DRM News
There were a couple of DRM (Digital Restrictions Rights Management) related news items in the news today. The first is related to the game Spore which was released over the weekend. Amazon.com has a one star customer rating on it with 860 one star reviews. And growing constantly, even as I write this.
EA added some draconian DRM to the game, but even if your willing to live with the restrictions it appears there’s still a problem getting the game to work in some cases. Originally EA had designed the DRM to check-in with the DRM servers every 10-days for validation. This meant when the servers went away your game would stop working, in effect you rented the game. They relented and the DRM only checks in during install/first launch and patches and online access. But a game built around “community” and online features could be annoying if it checks DRM every time you use some features. EA seem to be under the assumption that DRM always works.
The low customer ratings at Amazon may be the result of a coordinated effort to raise awareness, rather than actual DRM problems preventing the game from working. Still, the people who buy at Amazon are probably the type who only care about DRM when it affects them.
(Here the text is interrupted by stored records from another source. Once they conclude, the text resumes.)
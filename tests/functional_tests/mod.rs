use omni_tensor::backends::ndarray_backend::NDArrayNumericTensor;
use omni_tensor::dtype::DType;
use omni_tensor::handler::IsolatedBackend;
use omni_tensor::{Array, Value};

pub mod arith;
pub mod linalg;
pub mod reduce;

/// Tracked array holding `tensor` in the backend's native form.
pub fn input(backend: &IsolatedBackend, tensor: NDArrayNumericTensor) -> Value {
    let native = backend.backend().module().from_neutral(&tensor).unwrap();
    Value::Array(Array::new(native))
}

pub fn output(backend: &IsolatedBackend, value: Value) -> NDArrayNumericTensor {
    let array = value.as_array().expect("function should return an array");
    backend.backend().module().to_neutral(&array.data()).unwrap()
}

fn test_eq(value: NDArrayNumericTensor, correct: NDArrayNumericTensor, atol: f64, rtol: f64) {
    assert_eq!(value.shape(), correct.shape());
    let value_vec = value.to_f64_vec();
    let correct_vec = correct.to_f64_vec();
    for i in 0..value_vec.len() {
        let a = value_vec[i];
        let b = correct_vec[i];
        let err = (a - b).abs();
        let limit = atol + rtol * (a.abs().max(b.abs()));
        assert!(err < limit, "{a} != {b}: {err} < {limit}");
    }
}

pub fn test_eq_f16(value: NDArrayNumericTensor, correct: NDArrayNumericTensor) {
    assert_eq!(value.dtype(), DType::F16);
    test_eq(value, correct, 1e-5, 4e-3);
}

pub fn test_eq_bf16(value: NDArrayNumericTensor, correct: NDArrayNumericTensor) {
    assert_eq!(value.dtype(), DType::BF16);
    test_eq(value, correct, 1e-5, 1.6e-2);
}

pub fn test_eq_f32(value: NDArrayNumericTensor, correct: NDArrayNumericTensor) {
    assert_eq!(value.dtype(), DType::F32);
    test_eq(value, correct, 1e-5, 1.3e-6);
}

pub fn test_eq_f64(value: NDArrayNumericTensor, correct: NDArrayNumericTensor) {
    assert_eq!(value.dtype(), DType::F64);
    test_eq(value, correct, 1e-9, 1e-12);
}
They’re going to go to Amazon and see the low ratings. Will they see what looks like problems and decide not to buy?
Perhaps EA should take a page from StarDock’s playbook:
What we think people who publish games and music need to remember is this: The goal is not to eliminate piracy. The goal is to increase sales. People who are dedicated to stealing your product will steal it.
The focus should be making sure it’s more convenient to buy your product than to steal it. It can be a delicate balance. But as the story linked below shows, too many publishers are obsessed at eliminating piracy rather than reducing sales lost to piracy.
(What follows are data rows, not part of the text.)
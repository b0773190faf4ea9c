//! Dynamic backend conversion of tracked objects.
//!
//! Export moves every opted-in object's payload to the neutral ndarray form
//! and remembers which objects held differentiable variables. Import turns
//! the neutral payloads into the new backend's native form, restoring
//! variable-ness. Each phase computes all of its conversions before it
//! overwrites any payload, so a failing phase leaves every object as it was
//! at the start of that phase. Export commits its payloads when it returns:
//! callers must have everything else that can fail, such as loading the
//! target backend, done before exporting.

use std::collections::HashSet;

use log::debug;

use crate::array::Array;
use crate::backends::ndarray_backend::{NDArrayNumericTensor, NDArrayNumericTensorError};
use crate::container::Container;
use crate::dtype::DTypeError;
use crate::handler::registry::{Backend, BackendRegistry, RegistryError};
use crate::native_array::NativeArray;
use crate::tracking::{self, TrackedObject};

#[derive(Debug, thiserror::Error)]
pub enum ConversionError {
    #[error("No registered backend recognises the native type {0}")]
    UnrecognizedPayload(String),
    #[error("Backend {backend} cannot convert {type_name}: {reason}")]
    Unsupported {
        backend: String,
        type_name: String,
        reason: String,
    },
    #[error(transparent)]
    RegistryError(#[from] RegistryError),
    #[error(transparent)]
    NDArrayNumericTensorError(#[from] NDArrayNumericTensorError),
    #[error(transparent)]
    DTypeError(#[from] DTypeError),
    #[cfg(feature = "candle")]
    #[error(transparent)]
    Candle(#[from] candle_core::Error),
}

impl ConversionError {
    pub fn unsupported(backend: &str, payload: &NativeArray) -> Self {
        ConversionError::Unsupported {
            backend: backend.to_string(),
            type_name: payload.type_name().to_string(),
            reason: "payload belongs to another backend".to_string(),
        }
    }
}

/// Result of the export phase, consumed by the import phase.
#[derive(Debug, Default)]
pub struct ExportedObjects {
    variable_ids: HashSet<u64>,
    objects: Vec<TrackedObject>,
}

impl ExportedObjects {
    pub fn objects(&self) -> &[TrackedObject] {
        &self.objects
    }

    pub fn is_variable(&self, id: u64) -> bool {
        self.variable_ids.contains(&id)
    }

    pub fn len(&self) -> usize {
        self.objects.len()
    }

    pub fn is_empty(&self) -> bool {
        self.objects.is_empty()
    }
}

/// Plain data of `payload` in neutral form, and whether it was a variable.
fn export_payload(registry: &BackendRegistry, payload: &NativeArray) -> Result<(NDArrayNumericTensor, bool), ConversionError> {
    let module = registry
        .module_for_payload(payload)
        .ok_or_else(|| ConversionError::UnrecognizedPayload(payload.type_name().to_string()))??;
    let is_variable = module.is_variable(payload);
    let neutral = if is_variable {
        module.to_neutral(&module.variable_data(payload)?)?
    } else {
        module.to_neutral(payload)?
    };
    Ok((neutral, is_variable))
}

fn commit(staged: Vec<(Array, NativeArray)>) {
    for (array, payload) in staged {
        array.set_data(payload);
    }
}

/// Export phase over every live tracked object whose `dynamic_backend` flag
/// is set. Arrays that are leaves of an exported container are converted
/// through that container only.
pub fn export_to_neutral(registry: &BackendRegistry) -> Result<ExportedObjects, ConversionError> {
    let live: Vec<TrackedObject> = tracking::live_objects()
        .into_iter()
        .filter(TrackedObject::dynamic_backend)
        .collect();

    let containers: Vec<Container> = live
        .iter()
        .filter_map(|x| match x {
            TrackedObject::Container(c) => Some(c.clone()),
            TrackedObject::Array(_) => None,
        })
        .collect();
    let mut leaf_ids = HashSet::new();
    let container_leaves: Vec<(Container, Vec<Array>)> = containers
        .iter()
        .map(|c| {
            let leaves = c.leaves().into_iter().filter(|leaf| leaf_ids.insert(leaf.id())).collect();
            (c.clone(), leaves)
        })
        .collect();

    let mut exported = ExportedObjects::default();
    let mut staged = Vec::new();

    for object in &live {
        let TrackedObject::Array(array) = object else {
            continue;
        };
        if leaf_ids.contains(&array.id()) {
            continue;
        }
        let (neutral, is_variable) = export_payload(registry, &array.data())?;
        if is_variable {
            exported.variable_ids.insert(array.id());
        }
        staged.push((array.clone(), NativeArray::NDArray(neutral)));
        exported.objects.push(object.clone());
    }

    for (container, leaves) in container_leaves {
        let mut converted = Vec::with_capacity(leaves.len());
        let mut all_variables = true;
        for leaf in leaves {
            let (neutral, is_variable) = export_payload(registry, &leaf.data())?;
            all_variables &= is_variable;
            converted.push((leaf, NativeArray::NDArray(neutral)));
        }
        // A container is a variable only when every leaf is one
        if all_variables && !converted.is_empty() {
            exported.variable_ids.insert(container.id());
        }
        staged.extend(converted);
        exported.objects.push(TrackedObject::Container(container));
    }

    debug!(
        "exported {} tracked objects ({} variables) to neutral form",
        exported.objects.len(),
        exported.variable_ids.len()
    );
    commit(staged);
    Ok(exported)
}

fn import_payload(target: &Backend, payload: &NativeArray, as_variable: bool) -> Result<NativeArray, ConversionError> {
    let neutral = payload
        .as_ndarray()
        .ok_or_else(|| ConversionError::UnrecognizedPayload(payload.type_name().to_string()))?;
    let native = target.module().from_neutral(neutral)?;
    if as_variable {
        target.module().to_variable(native)
    } else {
        Ok(native)
    }
}

/// Import phase: converts every exported object to `target`'s native form.
pub fn import_from_neutral(exported: &ExportedObjects, target: &Backend) -> Result<(), ConversionError> {
    let mut staged = Vec::new();
    let mut seen = HashSet::new();
    for object in &exported.objects {
        let as_variable = exported.is_variable(object.id());
        match object {
            TrackedObject::Array(array) => {
                staged.push((array.clone(), import_payload(target, &array.data(), as_variable)?));
            }
            TrackedObject::Container(container) => {
                for leaf in container.leaves().into_iter().filter(|leaf| seen.insert(leaf.id())) {
                    let payload = import_payload(target, &leaf.data(), as_variable)?;
                    staged.push((leaf, payload));
                }
            }
        }
    }
    debug!("imported {} payloads into {}", staged.len(), target.name());
    commit(staged);
    Ok(())
}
The DRM also limits you to three installations.
In general if I buy something with DRM I consider it a rental and a throw away item. At $50 and the type of game intended to be fun for the family, as opposed to hard-core gamers, and played again and again over a long time the DRM seems counter-productive.
Next up is RealDVD from the folks who bring us Real Player. They’re also the ones who cracked Apple’s FairPlay DRM so their RealPlayer music store files could play on the iPod. At least until Apple disabled their files. This time they’ve tweaked the MPAA by creating software that rips a DVD to disk. The files still have their DRM and Real apparently adds another level of DRM so the files can only be played through their player and on a limited number of PCs. You also need to buy a RealDVD license for each PC. Ars Technica reports the current price of RealDVD as $30 currently with an eventual price of $50. There’s a free 30-day trial available.
I grew to hate Real long ago with older version of their Real Player software so I won’t even be giving the trial a try. But I would think anybody who wants DVDs copied to disk has already figured out how to do it. The limitation of requiring the ripped files to be played in the Real software further limits the usefullness of this software.
It appears some vendors still haven’t learned that DRM creates pirates out of people who’d be willing to pay for their product.